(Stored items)
● ● ● ●

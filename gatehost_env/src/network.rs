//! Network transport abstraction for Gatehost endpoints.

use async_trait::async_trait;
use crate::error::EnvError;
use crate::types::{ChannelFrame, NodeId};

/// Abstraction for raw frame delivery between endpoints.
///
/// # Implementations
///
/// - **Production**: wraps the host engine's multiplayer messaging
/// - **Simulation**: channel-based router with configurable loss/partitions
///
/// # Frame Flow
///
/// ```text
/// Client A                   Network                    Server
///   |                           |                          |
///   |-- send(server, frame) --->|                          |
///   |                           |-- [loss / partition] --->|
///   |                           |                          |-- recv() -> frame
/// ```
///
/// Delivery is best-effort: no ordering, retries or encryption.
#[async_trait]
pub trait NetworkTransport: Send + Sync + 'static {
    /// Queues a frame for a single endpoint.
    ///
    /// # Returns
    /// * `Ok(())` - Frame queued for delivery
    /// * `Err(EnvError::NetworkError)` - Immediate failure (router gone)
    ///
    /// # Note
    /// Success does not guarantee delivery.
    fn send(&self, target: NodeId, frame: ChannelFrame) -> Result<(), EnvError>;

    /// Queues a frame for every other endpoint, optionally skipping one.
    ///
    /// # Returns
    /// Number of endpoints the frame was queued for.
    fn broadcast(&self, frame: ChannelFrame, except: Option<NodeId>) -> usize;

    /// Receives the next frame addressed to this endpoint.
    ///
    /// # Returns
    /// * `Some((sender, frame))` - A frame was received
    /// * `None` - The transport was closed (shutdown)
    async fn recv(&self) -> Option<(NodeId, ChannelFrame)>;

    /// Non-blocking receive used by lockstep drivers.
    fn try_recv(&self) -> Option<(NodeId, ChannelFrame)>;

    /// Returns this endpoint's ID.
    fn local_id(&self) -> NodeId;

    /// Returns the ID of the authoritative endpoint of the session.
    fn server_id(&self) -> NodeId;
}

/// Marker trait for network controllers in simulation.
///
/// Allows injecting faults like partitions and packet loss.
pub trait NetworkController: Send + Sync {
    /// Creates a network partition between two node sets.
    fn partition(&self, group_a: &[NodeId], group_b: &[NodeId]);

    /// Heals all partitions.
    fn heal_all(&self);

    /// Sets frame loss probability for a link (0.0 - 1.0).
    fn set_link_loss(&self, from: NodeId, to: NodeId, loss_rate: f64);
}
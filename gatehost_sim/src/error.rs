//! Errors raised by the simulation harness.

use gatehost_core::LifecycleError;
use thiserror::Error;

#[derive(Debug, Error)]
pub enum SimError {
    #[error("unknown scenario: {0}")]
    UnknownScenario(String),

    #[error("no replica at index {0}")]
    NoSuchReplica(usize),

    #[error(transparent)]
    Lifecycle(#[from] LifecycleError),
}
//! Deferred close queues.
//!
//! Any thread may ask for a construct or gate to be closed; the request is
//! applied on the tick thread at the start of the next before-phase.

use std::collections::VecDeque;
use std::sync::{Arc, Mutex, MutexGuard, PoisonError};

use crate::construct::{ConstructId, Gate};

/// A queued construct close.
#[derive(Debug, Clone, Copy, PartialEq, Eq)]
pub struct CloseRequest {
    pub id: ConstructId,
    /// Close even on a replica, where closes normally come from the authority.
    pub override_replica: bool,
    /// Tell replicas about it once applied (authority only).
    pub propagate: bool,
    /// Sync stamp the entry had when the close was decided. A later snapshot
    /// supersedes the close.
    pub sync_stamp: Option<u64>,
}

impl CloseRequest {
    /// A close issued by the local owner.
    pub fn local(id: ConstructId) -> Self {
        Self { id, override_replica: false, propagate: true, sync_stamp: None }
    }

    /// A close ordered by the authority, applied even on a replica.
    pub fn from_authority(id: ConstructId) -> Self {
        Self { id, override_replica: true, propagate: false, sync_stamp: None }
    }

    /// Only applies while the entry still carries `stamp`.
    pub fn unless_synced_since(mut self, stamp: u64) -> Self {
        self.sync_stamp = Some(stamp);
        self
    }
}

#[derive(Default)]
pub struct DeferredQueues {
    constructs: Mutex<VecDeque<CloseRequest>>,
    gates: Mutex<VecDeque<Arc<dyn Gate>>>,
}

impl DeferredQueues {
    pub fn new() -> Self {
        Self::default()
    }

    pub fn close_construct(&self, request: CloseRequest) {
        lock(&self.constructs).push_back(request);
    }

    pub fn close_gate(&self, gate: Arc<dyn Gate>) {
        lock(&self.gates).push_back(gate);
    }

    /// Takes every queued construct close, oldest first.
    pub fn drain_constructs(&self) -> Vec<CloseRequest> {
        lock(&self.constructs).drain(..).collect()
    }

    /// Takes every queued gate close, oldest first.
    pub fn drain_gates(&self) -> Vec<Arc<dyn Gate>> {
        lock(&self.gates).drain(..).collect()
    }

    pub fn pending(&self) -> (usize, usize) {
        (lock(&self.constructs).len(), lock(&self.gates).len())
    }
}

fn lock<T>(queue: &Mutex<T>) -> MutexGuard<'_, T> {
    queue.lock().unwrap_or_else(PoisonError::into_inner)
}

● ● ● ●

_What needs to be done_
State how many lines of the entries contain the word "partitions". Nothing besides the number belongs in the reply.

_Reply_
3